=== Dataset content ===

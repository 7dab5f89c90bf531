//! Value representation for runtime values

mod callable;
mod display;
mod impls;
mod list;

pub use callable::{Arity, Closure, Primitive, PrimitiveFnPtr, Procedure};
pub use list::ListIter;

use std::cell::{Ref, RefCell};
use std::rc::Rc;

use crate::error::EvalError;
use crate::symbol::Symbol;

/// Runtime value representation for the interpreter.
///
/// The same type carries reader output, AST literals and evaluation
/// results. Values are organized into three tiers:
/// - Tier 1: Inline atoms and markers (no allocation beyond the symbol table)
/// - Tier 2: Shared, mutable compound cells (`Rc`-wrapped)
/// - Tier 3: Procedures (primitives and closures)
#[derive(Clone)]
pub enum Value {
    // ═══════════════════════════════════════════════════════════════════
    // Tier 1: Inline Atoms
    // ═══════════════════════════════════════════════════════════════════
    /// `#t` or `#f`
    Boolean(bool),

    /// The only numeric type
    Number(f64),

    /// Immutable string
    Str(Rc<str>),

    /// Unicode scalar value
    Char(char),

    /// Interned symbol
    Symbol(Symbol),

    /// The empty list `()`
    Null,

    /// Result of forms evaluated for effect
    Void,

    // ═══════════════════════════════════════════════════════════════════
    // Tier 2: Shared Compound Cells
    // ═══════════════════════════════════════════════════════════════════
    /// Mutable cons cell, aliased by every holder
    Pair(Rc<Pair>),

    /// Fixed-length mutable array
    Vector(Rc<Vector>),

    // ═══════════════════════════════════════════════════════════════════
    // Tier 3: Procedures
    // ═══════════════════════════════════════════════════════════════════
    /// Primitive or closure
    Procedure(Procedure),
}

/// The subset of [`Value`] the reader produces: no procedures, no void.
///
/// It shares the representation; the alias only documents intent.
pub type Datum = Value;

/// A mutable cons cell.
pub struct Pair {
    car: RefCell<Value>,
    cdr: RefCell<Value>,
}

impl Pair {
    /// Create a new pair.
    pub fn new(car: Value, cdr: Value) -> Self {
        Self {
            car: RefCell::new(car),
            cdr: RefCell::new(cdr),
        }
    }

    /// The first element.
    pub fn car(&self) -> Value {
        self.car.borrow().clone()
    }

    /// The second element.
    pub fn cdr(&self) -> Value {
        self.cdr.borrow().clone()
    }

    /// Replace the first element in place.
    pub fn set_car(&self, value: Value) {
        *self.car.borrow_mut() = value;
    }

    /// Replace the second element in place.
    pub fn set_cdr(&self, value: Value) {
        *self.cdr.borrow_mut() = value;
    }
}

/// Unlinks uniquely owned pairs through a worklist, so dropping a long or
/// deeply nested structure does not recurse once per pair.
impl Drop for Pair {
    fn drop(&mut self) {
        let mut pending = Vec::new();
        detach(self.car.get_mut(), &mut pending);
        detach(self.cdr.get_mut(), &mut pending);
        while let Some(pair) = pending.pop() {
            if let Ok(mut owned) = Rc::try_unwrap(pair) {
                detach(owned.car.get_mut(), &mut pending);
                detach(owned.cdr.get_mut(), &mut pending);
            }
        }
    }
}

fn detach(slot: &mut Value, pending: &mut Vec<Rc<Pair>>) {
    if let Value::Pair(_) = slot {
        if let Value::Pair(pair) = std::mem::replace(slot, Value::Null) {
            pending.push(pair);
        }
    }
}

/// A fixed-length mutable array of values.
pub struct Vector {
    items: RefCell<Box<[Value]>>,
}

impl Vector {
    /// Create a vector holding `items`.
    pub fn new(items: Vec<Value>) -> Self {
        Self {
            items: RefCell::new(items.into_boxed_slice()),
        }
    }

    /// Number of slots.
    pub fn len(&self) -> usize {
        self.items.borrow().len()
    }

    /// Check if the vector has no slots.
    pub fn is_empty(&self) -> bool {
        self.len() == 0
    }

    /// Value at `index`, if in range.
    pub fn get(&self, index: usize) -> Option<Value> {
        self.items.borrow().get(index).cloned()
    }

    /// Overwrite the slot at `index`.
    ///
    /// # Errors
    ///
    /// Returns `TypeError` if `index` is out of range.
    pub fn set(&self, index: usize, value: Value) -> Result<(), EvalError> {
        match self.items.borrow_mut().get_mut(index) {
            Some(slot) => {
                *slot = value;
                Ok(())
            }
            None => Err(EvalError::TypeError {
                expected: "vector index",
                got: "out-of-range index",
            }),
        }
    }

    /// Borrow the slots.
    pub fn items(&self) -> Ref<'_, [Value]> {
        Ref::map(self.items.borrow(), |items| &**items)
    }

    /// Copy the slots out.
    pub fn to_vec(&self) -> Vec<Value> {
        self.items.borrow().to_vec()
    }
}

===
=== Dataset content ===

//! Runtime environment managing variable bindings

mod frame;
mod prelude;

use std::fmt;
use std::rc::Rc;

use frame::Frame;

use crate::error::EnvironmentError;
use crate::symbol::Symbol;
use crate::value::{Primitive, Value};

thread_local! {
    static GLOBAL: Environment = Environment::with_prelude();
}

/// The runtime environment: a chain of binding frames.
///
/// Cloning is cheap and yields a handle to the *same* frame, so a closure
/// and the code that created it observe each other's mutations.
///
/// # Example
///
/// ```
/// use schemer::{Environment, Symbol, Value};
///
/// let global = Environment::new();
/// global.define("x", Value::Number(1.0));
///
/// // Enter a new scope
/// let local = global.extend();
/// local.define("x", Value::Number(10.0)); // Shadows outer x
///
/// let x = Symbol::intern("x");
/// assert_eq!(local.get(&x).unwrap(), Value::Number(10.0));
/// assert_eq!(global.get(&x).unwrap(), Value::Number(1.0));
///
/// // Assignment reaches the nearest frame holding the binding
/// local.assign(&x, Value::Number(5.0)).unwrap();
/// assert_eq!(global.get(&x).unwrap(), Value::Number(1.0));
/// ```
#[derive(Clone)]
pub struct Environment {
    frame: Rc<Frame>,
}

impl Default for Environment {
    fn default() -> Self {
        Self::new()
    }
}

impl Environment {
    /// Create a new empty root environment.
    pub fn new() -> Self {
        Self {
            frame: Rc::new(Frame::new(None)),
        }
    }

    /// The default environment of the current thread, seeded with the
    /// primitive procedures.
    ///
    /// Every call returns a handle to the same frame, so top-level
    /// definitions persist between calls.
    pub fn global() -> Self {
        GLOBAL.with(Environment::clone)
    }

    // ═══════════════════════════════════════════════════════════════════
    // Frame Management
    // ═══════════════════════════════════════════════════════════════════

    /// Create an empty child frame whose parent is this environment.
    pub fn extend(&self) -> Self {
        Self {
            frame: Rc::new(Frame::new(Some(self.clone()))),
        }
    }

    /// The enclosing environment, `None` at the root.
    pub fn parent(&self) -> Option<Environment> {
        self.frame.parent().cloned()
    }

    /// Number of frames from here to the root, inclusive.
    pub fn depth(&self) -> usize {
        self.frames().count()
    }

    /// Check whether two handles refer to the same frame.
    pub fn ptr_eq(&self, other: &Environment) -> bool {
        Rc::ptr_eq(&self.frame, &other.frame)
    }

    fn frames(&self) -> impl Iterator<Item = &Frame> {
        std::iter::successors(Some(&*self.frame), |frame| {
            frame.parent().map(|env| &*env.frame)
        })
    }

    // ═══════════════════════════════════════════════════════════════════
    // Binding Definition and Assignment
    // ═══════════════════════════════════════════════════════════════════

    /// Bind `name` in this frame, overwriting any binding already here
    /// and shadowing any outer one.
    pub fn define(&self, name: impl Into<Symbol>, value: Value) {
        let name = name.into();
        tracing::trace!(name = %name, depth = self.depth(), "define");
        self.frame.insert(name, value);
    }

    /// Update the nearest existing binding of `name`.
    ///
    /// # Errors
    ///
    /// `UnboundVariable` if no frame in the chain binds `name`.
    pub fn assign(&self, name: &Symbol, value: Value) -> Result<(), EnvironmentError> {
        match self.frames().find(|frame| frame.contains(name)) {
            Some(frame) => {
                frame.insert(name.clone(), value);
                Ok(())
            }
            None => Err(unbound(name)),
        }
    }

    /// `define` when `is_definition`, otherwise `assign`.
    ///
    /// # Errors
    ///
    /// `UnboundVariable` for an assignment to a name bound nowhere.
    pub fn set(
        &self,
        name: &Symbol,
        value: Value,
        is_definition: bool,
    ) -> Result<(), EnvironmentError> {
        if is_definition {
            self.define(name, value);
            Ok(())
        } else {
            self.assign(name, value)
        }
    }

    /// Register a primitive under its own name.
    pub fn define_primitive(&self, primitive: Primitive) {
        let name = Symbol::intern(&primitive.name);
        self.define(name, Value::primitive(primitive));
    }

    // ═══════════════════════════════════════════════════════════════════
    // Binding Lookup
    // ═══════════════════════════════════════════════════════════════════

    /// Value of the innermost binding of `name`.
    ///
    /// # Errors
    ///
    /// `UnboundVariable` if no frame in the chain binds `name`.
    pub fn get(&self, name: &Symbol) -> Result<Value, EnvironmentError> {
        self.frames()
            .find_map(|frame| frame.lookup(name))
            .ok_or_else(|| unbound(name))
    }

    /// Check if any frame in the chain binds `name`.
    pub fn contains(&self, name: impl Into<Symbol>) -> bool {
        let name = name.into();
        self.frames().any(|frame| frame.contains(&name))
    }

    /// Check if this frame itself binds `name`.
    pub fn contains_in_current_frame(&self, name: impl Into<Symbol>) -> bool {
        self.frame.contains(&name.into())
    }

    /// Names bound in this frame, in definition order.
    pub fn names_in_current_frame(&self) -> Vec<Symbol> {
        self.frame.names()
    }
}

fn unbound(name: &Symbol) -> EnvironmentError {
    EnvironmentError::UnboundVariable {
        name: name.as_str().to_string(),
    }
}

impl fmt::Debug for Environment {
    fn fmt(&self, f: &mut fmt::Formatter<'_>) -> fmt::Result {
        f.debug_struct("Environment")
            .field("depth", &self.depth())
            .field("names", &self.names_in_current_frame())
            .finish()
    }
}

===
=== Dataset content ===

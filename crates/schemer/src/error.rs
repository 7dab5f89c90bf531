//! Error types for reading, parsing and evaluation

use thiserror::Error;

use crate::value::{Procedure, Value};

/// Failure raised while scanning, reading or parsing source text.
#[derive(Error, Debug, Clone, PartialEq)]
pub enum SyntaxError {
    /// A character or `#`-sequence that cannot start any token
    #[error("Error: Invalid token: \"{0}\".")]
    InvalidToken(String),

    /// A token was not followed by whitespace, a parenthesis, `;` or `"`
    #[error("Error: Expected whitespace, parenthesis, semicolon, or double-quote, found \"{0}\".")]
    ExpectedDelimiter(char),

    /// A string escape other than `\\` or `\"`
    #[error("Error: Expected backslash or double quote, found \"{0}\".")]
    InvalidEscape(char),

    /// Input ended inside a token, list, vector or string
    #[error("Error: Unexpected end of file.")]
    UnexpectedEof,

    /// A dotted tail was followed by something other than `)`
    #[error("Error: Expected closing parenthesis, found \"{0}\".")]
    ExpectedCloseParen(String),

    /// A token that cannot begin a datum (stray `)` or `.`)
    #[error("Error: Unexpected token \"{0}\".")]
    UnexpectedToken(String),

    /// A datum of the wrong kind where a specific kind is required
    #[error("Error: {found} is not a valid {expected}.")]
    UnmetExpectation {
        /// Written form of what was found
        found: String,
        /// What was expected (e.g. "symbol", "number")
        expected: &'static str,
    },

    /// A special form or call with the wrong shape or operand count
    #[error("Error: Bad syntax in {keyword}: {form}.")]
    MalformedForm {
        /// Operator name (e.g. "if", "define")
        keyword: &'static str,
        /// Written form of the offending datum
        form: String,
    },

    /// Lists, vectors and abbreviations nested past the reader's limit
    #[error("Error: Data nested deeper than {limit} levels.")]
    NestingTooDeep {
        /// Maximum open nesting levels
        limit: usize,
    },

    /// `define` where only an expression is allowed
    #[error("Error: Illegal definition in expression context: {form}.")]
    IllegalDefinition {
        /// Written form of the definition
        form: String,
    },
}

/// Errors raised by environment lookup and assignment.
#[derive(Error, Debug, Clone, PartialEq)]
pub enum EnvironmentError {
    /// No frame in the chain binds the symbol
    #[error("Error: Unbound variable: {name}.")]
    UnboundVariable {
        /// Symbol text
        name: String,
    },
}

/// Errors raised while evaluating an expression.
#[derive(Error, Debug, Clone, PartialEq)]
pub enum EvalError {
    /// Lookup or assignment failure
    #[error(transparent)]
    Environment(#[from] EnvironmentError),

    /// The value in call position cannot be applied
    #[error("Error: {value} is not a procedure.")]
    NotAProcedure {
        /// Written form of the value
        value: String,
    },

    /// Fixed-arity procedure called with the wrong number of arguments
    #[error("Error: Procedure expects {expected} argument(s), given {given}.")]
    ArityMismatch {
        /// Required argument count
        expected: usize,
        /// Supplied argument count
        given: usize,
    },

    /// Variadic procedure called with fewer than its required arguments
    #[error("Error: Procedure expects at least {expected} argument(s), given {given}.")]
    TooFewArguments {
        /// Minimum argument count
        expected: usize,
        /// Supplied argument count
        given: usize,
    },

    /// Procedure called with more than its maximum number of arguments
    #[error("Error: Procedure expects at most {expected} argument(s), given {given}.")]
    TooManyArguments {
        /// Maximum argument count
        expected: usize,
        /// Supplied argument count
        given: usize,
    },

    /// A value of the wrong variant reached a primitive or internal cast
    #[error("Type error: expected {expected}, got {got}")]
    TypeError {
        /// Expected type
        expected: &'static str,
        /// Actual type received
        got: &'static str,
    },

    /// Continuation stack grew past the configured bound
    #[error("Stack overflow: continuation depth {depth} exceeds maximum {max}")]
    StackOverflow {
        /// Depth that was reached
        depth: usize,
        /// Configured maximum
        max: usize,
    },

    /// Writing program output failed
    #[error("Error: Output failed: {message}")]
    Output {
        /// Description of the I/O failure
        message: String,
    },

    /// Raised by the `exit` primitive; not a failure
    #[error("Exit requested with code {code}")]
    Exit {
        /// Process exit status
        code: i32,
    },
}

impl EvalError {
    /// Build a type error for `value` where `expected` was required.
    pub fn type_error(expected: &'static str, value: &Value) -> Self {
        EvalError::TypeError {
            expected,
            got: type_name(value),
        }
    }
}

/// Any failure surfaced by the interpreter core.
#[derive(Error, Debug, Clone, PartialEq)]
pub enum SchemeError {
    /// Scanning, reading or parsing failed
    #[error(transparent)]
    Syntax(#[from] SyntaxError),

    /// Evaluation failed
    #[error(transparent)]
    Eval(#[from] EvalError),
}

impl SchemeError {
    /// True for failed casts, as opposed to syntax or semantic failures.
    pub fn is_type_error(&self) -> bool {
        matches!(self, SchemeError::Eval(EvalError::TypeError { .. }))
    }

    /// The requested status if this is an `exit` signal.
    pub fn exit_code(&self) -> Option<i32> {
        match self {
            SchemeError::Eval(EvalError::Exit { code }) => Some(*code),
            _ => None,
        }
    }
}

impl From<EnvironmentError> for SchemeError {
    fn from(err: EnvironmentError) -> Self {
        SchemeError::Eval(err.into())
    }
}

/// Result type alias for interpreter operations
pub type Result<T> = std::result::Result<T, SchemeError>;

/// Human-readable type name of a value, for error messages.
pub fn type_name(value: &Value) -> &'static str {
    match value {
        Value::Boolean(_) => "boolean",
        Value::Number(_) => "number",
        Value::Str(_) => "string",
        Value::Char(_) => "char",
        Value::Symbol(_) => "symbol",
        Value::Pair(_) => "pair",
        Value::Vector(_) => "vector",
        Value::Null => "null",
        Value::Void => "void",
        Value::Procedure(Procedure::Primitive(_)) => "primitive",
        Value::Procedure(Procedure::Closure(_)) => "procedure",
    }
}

===

Exercise instructions: Read each line of the data and count the ones that include "quote", answering with the number alone.

Final answer: 2